[The task]: In the data below, find every line that has the string "CommandRunner", and copy it.

Saved data entries:
_____

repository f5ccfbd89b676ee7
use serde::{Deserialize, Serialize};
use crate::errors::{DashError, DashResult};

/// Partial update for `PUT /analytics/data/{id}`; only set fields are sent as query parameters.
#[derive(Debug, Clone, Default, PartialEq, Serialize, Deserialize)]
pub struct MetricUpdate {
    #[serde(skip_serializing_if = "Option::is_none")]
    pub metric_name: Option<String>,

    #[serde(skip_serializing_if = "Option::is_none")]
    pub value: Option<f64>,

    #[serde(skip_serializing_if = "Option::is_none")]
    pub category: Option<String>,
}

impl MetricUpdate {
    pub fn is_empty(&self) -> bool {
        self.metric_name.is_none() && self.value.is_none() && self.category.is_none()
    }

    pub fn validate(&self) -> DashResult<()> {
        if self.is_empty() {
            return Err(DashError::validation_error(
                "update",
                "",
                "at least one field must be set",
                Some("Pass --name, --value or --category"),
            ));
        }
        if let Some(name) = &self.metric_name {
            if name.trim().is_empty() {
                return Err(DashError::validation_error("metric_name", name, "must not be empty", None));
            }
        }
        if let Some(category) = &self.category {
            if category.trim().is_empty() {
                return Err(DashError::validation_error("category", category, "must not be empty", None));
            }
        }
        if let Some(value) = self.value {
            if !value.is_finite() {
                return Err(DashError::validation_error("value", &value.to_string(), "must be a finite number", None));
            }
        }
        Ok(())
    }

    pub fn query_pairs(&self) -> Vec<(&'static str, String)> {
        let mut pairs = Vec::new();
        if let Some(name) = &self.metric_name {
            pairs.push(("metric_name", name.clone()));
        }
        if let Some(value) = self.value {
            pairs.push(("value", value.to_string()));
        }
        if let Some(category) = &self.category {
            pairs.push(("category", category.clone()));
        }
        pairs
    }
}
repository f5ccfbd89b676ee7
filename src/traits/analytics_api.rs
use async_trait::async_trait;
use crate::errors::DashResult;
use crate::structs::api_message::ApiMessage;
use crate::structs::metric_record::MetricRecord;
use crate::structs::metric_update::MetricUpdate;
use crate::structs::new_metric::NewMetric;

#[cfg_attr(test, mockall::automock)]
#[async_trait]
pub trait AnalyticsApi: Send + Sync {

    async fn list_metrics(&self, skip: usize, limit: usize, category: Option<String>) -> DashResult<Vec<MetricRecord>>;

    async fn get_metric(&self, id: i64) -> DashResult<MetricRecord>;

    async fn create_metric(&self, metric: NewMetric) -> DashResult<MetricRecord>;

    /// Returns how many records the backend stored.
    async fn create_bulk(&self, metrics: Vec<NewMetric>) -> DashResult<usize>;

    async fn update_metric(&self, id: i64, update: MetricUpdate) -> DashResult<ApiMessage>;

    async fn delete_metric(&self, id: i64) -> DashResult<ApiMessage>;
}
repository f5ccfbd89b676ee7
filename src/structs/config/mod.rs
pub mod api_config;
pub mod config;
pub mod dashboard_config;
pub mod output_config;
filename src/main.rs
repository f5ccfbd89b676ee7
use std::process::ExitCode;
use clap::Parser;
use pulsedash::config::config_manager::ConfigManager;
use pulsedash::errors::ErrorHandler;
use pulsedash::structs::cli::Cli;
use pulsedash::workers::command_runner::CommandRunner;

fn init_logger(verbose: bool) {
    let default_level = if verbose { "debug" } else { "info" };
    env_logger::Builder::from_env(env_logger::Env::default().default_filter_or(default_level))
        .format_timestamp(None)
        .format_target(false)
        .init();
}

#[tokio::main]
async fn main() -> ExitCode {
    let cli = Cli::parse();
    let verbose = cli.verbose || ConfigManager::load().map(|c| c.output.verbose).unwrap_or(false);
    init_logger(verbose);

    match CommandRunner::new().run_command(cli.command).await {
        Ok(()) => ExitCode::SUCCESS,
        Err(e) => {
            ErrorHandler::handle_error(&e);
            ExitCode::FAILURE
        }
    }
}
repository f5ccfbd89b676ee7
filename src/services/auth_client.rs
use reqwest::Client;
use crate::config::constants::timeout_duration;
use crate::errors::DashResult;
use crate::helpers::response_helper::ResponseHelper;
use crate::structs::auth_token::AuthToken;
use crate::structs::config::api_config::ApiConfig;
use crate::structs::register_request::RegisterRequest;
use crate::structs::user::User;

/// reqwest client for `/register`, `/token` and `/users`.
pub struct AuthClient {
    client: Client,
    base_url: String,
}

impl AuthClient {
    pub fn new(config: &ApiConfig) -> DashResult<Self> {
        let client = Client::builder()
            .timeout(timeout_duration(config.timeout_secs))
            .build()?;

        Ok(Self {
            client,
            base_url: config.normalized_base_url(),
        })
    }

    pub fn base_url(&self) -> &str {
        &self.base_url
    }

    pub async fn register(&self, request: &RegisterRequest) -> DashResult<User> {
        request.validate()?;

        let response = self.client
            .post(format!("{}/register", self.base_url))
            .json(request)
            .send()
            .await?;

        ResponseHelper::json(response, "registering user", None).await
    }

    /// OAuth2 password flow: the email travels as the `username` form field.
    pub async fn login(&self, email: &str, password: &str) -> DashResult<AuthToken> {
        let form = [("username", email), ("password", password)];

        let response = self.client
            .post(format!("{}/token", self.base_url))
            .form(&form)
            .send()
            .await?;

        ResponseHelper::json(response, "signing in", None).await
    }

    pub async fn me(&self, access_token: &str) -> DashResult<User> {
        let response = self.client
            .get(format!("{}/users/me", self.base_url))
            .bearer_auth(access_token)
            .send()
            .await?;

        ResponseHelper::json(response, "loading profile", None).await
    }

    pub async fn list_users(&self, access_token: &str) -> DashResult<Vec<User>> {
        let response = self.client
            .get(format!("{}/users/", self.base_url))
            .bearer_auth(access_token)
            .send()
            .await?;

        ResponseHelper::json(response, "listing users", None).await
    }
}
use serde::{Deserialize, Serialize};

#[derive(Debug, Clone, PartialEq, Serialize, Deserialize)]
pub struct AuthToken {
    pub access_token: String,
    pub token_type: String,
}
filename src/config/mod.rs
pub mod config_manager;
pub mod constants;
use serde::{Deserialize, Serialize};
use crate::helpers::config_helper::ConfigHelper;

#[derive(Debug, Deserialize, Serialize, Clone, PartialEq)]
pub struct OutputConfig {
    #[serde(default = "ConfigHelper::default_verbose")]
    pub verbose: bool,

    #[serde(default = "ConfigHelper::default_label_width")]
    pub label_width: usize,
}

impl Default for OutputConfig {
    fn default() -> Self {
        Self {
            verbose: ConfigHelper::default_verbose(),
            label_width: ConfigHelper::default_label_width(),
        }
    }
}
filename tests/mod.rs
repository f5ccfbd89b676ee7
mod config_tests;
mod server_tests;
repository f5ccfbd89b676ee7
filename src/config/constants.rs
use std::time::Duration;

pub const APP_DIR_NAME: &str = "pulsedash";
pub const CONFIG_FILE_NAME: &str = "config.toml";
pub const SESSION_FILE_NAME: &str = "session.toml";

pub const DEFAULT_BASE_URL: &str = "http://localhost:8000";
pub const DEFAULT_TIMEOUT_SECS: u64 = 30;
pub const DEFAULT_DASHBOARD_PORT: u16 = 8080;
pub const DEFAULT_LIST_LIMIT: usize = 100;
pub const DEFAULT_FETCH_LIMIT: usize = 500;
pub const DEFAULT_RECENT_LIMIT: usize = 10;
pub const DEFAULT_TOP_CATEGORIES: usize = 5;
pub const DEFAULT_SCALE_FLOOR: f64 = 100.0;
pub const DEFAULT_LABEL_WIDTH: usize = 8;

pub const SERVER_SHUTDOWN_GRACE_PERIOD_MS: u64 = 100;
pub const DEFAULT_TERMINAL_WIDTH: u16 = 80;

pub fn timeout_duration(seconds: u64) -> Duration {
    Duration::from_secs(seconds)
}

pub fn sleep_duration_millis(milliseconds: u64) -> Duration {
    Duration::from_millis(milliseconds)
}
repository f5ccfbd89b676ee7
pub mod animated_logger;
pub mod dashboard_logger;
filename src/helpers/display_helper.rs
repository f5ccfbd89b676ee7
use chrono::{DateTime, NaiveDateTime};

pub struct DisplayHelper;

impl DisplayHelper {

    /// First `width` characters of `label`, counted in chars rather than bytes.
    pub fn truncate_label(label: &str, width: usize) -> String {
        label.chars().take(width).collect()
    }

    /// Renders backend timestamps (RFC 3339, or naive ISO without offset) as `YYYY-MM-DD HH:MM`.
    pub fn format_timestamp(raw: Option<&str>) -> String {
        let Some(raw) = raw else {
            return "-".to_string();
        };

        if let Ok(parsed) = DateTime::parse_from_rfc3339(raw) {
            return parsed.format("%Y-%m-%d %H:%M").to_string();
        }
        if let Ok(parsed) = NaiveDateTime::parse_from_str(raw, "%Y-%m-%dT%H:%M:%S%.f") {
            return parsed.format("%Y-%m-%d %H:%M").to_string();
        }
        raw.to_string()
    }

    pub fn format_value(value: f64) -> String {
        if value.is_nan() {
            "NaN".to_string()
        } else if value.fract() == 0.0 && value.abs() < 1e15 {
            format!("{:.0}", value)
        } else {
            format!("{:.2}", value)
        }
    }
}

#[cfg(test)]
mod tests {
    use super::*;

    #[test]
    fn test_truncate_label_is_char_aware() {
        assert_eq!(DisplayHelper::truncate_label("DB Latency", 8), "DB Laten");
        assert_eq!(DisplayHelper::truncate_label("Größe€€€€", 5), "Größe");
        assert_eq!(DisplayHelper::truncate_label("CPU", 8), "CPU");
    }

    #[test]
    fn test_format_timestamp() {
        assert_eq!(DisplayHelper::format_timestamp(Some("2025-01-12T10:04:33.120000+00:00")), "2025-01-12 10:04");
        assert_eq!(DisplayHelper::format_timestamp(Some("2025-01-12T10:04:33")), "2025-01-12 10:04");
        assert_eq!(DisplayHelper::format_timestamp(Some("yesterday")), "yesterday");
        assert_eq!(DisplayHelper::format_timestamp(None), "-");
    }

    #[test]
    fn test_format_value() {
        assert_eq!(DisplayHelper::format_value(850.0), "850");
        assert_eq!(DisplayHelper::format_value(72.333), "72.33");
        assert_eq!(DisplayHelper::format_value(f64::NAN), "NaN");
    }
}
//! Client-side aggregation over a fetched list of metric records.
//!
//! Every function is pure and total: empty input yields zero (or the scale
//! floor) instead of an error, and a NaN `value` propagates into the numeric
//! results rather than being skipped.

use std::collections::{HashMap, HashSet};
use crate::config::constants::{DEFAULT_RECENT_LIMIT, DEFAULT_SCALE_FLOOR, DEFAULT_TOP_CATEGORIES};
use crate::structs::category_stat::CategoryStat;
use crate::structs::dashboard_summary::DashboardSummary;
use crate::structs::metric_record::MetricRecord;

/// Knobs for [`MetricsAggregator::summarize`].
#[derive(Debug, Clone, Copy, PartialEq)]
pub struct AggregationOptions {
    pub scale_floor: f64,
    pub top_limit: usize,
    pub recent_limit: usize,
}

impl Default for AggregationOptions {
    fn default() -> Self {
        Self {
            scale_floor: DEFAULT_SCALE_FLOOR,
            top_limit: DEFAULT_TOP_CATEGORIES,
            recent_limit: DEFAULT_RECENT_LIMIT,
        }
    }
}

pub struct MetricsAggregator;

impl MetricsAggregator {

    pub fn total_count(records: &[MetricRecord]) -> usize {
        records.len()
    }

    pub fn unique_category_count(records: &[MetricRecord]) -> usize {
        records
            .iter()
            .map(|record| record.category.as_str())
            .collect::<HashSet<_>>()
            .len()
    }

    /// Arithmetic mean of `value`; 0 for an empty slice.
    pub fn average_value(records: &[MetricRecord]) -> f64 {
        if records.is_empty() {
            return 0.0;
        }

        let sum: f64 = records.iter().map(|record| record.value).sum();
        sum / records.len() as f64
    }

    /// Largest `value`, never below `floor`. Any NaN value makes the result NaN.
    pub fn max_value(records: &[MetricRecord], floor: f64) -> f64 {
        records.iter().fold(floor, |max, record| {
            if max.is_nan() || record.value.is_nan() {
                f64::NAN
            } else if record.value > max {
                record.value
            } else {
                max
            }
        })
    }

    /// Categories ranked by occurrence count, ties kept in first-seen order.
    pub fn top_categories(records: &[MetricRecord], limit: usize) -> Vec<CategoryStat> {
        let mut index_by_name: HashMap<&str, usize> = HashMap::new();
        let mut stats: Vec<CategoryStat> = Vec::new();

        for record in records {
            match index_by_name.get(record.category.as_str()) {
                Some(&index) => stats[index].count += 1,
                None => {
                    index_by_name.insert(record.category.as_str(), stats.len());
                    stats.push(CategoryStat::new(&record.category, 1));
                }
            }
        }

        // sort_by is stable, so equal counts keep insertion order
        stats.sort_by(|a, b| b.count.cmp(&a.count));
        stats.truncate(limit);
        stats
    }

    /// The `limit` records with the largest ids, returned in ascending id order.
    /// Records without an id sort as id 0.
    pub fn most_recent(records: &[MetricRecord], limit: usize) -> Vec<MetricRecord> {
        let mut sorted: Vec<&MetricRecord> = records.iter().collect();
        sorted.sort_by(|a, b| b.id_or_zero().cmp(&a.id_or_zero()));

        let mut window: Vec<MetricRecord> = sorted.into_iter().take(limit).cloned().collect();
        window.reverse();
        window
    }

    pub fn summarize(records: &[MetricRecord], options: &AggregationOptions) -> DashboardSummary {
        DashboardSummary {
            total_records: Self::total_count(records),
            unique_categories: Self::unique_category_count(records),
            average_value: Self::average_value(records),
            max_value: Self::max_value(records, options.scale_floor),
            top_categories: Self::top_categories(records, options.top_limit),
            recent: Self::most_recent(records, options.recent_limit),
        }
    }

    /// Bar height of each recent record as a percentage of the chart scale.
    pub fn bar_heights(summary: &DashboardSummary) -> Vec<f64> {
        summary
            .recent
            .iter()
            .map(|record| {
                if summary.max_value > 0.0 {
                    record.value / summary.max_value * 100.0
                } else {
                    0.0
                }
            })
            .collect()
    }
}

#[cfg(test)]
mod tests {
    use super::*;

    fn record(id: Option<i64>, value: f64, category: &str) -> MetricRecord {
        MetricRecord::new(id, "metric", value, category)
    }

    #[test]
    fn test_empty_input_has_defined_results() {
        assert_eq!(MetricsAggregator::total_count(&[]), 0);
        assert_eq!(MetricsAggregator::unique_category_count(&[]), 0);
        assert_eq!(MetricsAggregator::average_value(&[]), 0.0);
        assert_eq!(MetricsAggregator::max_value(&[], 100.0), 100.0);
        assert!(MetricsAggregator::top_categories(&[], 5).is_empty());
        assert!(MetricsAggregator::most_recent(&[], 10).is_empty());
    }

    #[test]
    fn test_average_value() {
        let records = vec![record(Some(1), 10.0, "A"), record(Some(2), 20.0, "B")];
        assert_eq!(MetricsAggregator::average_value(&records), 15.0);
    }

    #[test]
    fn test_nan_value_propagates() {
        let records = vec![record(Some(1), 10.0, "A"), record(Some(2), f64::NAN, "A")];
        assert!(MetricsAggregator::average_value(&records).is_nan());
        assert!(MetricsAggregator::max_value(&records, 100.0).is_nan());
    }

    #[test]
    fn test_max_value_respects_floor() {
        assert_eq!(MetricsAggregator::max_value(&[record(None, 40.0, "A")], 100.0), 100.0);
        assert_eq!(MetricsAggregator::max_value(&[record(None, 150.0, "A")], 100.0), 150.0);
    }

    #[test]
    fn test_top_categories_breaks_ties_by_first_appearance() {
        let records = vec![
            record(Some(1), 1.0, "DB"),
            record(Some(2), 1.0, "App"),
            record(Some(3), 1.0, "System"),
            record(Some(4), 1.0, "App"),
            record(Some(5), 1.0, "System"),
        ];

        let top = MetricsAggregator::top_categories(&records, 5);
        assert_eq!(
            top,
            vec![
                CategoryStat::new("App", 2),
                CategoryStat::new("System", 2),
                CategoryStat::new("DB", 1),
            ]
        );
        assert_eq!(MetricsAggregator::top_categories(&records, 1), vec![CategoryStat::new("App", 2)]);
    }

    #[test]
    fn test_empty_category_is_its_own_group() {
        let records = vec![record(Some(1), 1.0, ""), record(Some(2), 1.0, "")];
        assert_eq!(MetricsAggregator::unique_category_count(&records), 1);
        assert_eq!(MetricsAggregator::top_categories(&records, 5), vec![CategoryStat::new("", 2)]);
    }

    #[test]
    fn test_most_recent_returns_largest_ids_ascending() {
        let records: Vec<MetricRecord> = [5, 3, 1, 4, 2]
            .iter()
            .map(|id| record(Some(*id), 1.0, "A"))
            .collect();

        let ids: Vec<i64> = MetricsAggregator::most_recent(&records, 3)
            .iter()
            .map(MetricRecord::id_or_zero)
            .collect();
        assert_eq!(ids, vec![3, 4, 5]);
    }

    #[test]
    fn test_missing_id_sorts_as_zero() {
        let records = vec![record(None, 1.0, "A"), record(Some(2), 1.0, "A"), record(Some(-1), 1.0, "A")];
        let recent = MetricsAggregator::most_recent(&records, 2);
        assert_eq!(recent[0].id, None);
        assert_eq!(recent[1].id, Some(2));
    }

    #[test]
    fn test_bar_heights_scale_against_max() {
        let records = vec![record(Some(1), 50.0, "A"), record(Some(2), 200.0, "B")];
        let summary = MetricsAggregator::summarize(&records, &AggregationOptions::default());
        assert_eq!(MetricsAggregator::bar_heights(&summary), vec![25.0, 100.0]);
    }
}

_____

[Exercise result]:
use pulsedash::workers::command_runner::CommandRunner;
    match CommandRunner::new().run_command(cli.command).await {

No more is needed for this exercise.